Late Sukhajyoti was such a kind person, who will be greatly missed by our Bishnupriya Manipuri community. I will personally miss her helpful advice on social work. Death is a tragic time for the surviving family members and friends and offering the right words of comfort can go a long way to helping them heal. I know, how much grief a mother’s death causes. They have lost their mother and that void can never be filled.

An era will end along with the year this auspicious December 25 (Christmas)when the much loved and revered family bids farewell to Sukhajyoti, on her last rite(Shradda), marked by exceptional leadership and social work. That is the legacy of the 86-year- old social worker, whom many might remember as the familiar figure walking through the crowd in her usual habit. In this year, age had forced her to be away from public life but her aura had not dimmed.
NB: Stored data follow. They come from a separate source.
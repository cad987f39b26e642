//! Radio and host-port capability traits.

use core::fmt;

use loratnc_core::constants::MAX_PACKET_SIZE;

use crate::error::InterfaceError;
use crate::gate::ReceiveGate;

/// Outcome reported by a radio driver operation.
///
/// SX127x-style drivers report signed status codes: zero is success,
/// negative values are failures, of which a payload CRC mismatch is the
/// one worth distinguishing (the packet arrived but is corrupt).
#[derive(Debug, Clone, Copy, PartialEq, Eq)]
pub enum RadioStatus {
    Ok,
    CrcMismatch,
    OtherError(i16),
}

impl RadioStatus {
    /// CRC mismatch code used by SX127x-family drivers.
    const ERR_CRC_MISMATCH: i16 = -7;

    pub fn from_code(code: i16) -> Self {
        match code {
            0 => RadioStatus::Ok,
            Self::ERR_CRC_MISMATCH => RadioStatus::CrcMismatch,
            other => RadioStatus::OtherError(other),
        }
    }

    pub fn is_ok(&self) -> bool {
        matches!(self, RadioStatus::Ok)
    }
}

impl fmt::Display for RadioStatus {
    fn fmt(&self, f: &mut fmt::Formatter<'_>) -> fmt::Result {
        match self {
            RadioStatus::Ok => write!(f, "ok"),
            RadioStatus::CrcMismatch => write!(f, "CRC mismatch"),
            RadioStatus::OtherError(code) => write!(f, "driver error {code}"),
        }
    }
}

/// The transceiver capability the bridge is written against.
///
/// Models a half-duplex packet radio: at any instant it is either armed for
/// receive or mid-transmit. Receive completion is signalled through the
/// [`ReceiveGate`]; the actual packet bytes are pulled out later, from the
/// polling context, via [`read_packet`](Radio::read_packet).
pub trait Radio: Send + Sync {
    /// Human-readable name for log lines.
    fn name(&self) -> &str;

    /// Largest on-air packet this radio accepts.
    fn mtu(&self) -> usize {
        MAX_PACKET_SIZE
    }

    /// The receive-notification gate shared with the driver context.
    fn gate(&self) -> &ReceiveGate;

    /// Transmit one packet. Takes the transceiver out of receive mode;
    /// callers re-arm with [`start_receive`](Radio::start_receive) when done
    /// sending.
    fn transmit(&self, data: &[u8]) -> impl Future<Output = Result<(), InterfaceError>> + Send;

    /// Arm the transceiver for receive.
    fn start_receive(&self) -> impl Future<Output = Result<(), InterfaceError>> + Send;

    /// Pull the most recently received packet out of the driver, if one is
    /// waiting. A spurious notification simply yields `None`.
    fn read_packet(
        &self,
    ) -> impl Future<Output = Result<Option<Vec<u8>>, InterfaceError>> + Send;
}

/// The host-facing duplex byte stream.
pub trait HostPort: Send + Sync {
    /// Human-readable name for log lines.
    fn name(&self) -> &str;

    /// Wait for the next chunk of bytes from the host (possibly a single
    /// byte). Returns [`InterfaceError::Stopped`] once the stream is gone.
    fn read_bytes(&self) -> impl Future<Output = Result<Vec<u8>, InterfaceError>> + Send;

    /// Write bytes toward the host.
    fn write_bytes(&self, data: &[u8]) -> impl Future<Output = Result<(), InterfaceError>> + Send;
}

// The bridge takes endpoints by value; `Arc` delegation lets tests and
// callers keep a handle to the same endpoint.
impl<R: Radio> Radio for std::sync::Arc<R> {
    fn name(&self) -> &str {
        (**self).name()
    }

    fn mtu(&self) -> usize {
        (**self).mtu()
    }

    fn gate(&self) -> &ReceiveGate {
        (**self).gate()
    }

    async fn transmit(&self, data: &[u8]) -> Result<(), InterfaceError> {
        (**self).transmit(data).await
    }

    async fn start_receive(&self) -> Result<(), InterfaceError> {
        (**self).start_receive().await
    }

    async fn read_packet(&self) -> Result<Option<Vec<u8>>, InterfaceError> {
        (**self).read_packet().await
    }
}

impl<H: HostPort> HostPort for std::sync::Arc<H> {
    fn name(&self) -> &str {
        (**self).name()
    }

    async fn read_bytes(&self) -> Result<Vec<u8>, InterfaceError> {
        (**self).read_bytes().await
    }

    async fn write_bytes(&self, data: &[u8]) -> Result<(), InterfaceError> {
        (**self).write_bytes(data).await
    }
}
She retired as State Social Education Officer and ever after she had been a source of inspiration for every one whose life she has touched in some way or other. She had always been a leader. She had always worked for the upliftment of the Bishnupriya Manipuris in general and women in particular.
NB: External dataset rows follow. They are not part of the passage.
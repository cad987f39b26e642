//! Protocol state machines for the loratnc link layer.
//!
//! This crate implements message fragmentation and order-independent
//! reassembly as pure state machines: no I/O, no async. Functions take
//! explicit state and bytes and produce owned byte vectors, so the whole
//! protocol is unit-testable without hardware.

pub mod error;
pub mod fragment;
pub mod reassembly;

pub use error::FragmentError;
pub use fragment::fragment;
pub use reassembly::Reassembler;
use async_trait::async_trait;
use model::{
    tour::{NewTour, Tour},
    WithId,
};
use sqlx::prelude::FromRow;
use tours::database::{Result, TourRepo};
use utility::id::Id;

use crate::queries::tour::{exists, get, get_page, insert};
use crate::SqliteDatabaseAutocommit;

use super::DatabaseRow;

#[derive(Debug, Clone, FromRow)]
pub struct TourRow {
    pub id: i64,
    pub name: String,
    pub description: String,
}

impl DatabaseRow for TourRow {
    type Model = Tour;

    fn get_id(&self) -> Id<Self::Model> {
        Id::new(self.id)
    }

    /// Waypoints live in their own table and have to be attached afterwards.
    fn to_model(self) -> Self::Model {
        Tour {
            name: self.name,
            description: self.description,
            waypoints: vec![],
        }
    }
}

#[async_trait]
impl TourRepo for SqliteDatabaseAutocommit {
    async fn get_tour(&mut self, id: Id<Tour>) -> Result<WithId<Tour>> {
        get(&self.pool, id).await
    }

    async fn get_tours(&mut self, skip: u32, limit: u32) -> Result<Vec<WithId<Tour>>> {
        get_page(&self.pool, skip, limit).await
    }

    async fn insert_tour(&mut self, tour: NewTour) -> Result<WithId<Tour>> {
        insert(&self.pool, tour).await
    }

    async fn tour_exists(&mut self, id: Id<Tour>) -> Result<bool> {
        exists(&self.pool, id).await
    }
}
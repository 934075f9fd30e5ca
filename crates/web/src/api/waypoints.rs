use axum::{
    extract::{
        multipart::{MultipartError, MultipartRejection},
        rejection::PathRejection,
        Multipart, OriginalUri, Path, State,
    },
    http::Method,
};
use database::SqliteDatabase;
use log::debug;
use model::{tour::Tour, waypoint::Waypoint, WithId};
use tours::{
    client::Client,
    uploads::AudioUpload,
    validation::{ValidationError, WaypointForm, WaypointSource},
    RequestResult,
};
use url::Url;
use utility::id::Id;

use super::tours::parse_tour_id;
use crate::{
    base_url::BaseUrl,
    common::{HateoasResult, RouteErrorResponse},
    hateoas, WebState,
};

/// `POST /tours/:tour_id/waypoints`, the location is given as coordinates.
pub(crate) async fn create_waypoint(
    OriginalUri(original_uri): OriginalUri,
    State(WebState { tour_client }): State<WebState>,
    path: Result<Path<i64>, PathRejection>,
    base_url: BaseUrl,
    multipart: Result<Multipart, MultipartRejection>,
) -> HateoasResult<WithId<Waypoint>> {
    let tour_id = parse_tour_id(path, &Method::POST, original_uri.path())?;

    submit_waypoint(&tour_client, tour_id, WaypointSource::Coordinates, multipart)
        .await
        .map(|waypoint| waypoint_hateoas(waypoint, &base_url).json())
        .map_err(|why| {
            RouteErrorResponse::from(why)
                .with_method(&Method::POST)
                .with_uri(original_uri.path())
        })
}

/// `POST /tours/:tour_id/waypoints/from_home`, the location is given as an
/// address or as coordinates.
pub(crate) async fn create_waypoint_from_home(
    OriginalUri(original_uri): OriginalUri,
    State(WebState { tour_client }): State<WebState>,
    path: Result<Path<i64>, PathRejection>,
    base_url: BaseUrl,
    multipart: Result<Multipart, MultipartRejection>,
) -> HateoasResult<WithId<Waypoint>> {
    let tour_id = parse_tour_id(path, &Method::POST, original_uri.path())?;

    submit_waypoint(&tour_client, tour_id, WaypointSource::Home, multipart)
        .await
        .map(|waypoint| waypoint_hateoas(waypoint, &base_url).json())
        .map_err(|why| {
            RouteErrorResponse::from(why)
                .with_method(&Method::POST)
                .with_uri(original_uri.path())
        })
}

async fn submit_waypoint(
    tour_client: &Client<SqliteDatabase>,
    tour_id: Id<Tour>,
    source: WaypointSource,
    multipart: Result<Multipart, MultipartRejection>,
) -> RequestResult<WithId<Waypoint>> {
    let form = match multipart {
        Ok(multipart) => read_form(multipart, source).await,
        Err(rejection) => Err(ValidationError::MalformedForm(rejection.body_text())),
    };

    match form {
        Ok(form) => tour_client.create_waypoint(tour_id, form).await,
        Err(why) => {
            // an unknown tour wins over a broken request body
            tour_client.ensure_tour_exists(&tour_id).await?;
            Err(why.into())
        }
    }
}

fn malformed(why: MultipartError) -> ValidationError {
    ValidationError::MalformedForm(why.body_text())
}

/// Collects the known fields of a waypoint form. Unknown fields are skipped,
/// repeated fields keep their last value.
async fn read_form(
    mut multipart: Multipart,
    source: WaypointSource,
) -> Result<WaypointForm, ValidationError> {
    let mut form = WaypointForm::new(source);

    while let Some(field) = multipart.next_field().await.map_err(malformed)? {
        let name = field.name().unwrap_or_default().to_owned();
        match name.as_str() {
            "name" => form.name = Some(field.text().await.map_err(malformed)?),
            "address" => form.address = Some(field.text().await.map_err(malformed)?),
            "latitude" => form.latitude = Some(field.text().await.map_err(malformed)?),
            "longitude" => form.longitude = Some(field.text().await.map_err(malformed)?),
            "audio_file" => {
                let filename = field.file_name().map(str::to_owned);
                let bytes = field.bytes().await.map_err(malformed)?;
                form.audio_file =
                    filename.map(|filename| AudioUpload::new(filename, bytes.to_vec()));
            }
            other => debug!("Ignoring unknown form field '{other}'."),
        }
    }

    Ok(form)
}

pub(crate) fn waypoint_hateoas(
    waypoint: WithId<Waypoint>,
    base_url: &BaseUrl,
) -> hateoas::Response<WithId<Waypoint>> {
    let tour = super::tours::resource!("/{}", waypoint.content.tour_id);
    let audio = waypoint
        .content
        .audio_filename
        .as_deref()
        .and_then(|filename| audio_url(base_url, filename));

    hateoas::Response::builder(waypoint, base_url)
        .link("tour", tour)
        .link_extern_option("audio", audio)
        .build()
}

/// Where a stored audio file is served, with `filename` escaped as a single
/// path segment.
fn audio_url(base_url: &BaseUrl, filename: &str) -> Option<Url> {
    let mut url = Url::parse(&base_url.full_url("/uploads")).ok()?;
    url.path_segments_mut().ok()?.push(filename);
    Some(url)
}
My first meeting with the Sukhajyoti masee was in the year 2003 in World Conference of Nikhil Bishnupriya Manipuri Mahasabha held at Sadhu Thakur Ashram at Tarapur, Silchar. Both masee and myself were invited as presidents and happened to be seated together on the dais and could exchange our views. Later years quite often we shared the dais where ever we were invited. Once it so happened when I was invited in Sri Sri Radhamadhavjiu Mandir Parichalan Samiti’s Kendriya Adhiveshan at Maligaon Malthep, Guwahati to attend the 3 days’ session and no one from reception committee had shown any courtesy to welcome me at the venue, hearing that she became furious and had a good word with authority and when she came to know that Anchalik Committee was adamant in their decision, she immediately asked Guwahati Woman Organisation to make arrangement for my felicitation on the same venue.

My last meeting with her was in March in Kolkata this year at her younger brother, Capt. Radha Kishore Sinha’s last rite (shradda). He was a Captain in Merchant Navy. Then I had talked to her from her youngest sister’s house at New Delhi in the month of September. Although I was in Guwahati in November; but I could not meet her at hospital due to my sudden departure for Kolkata.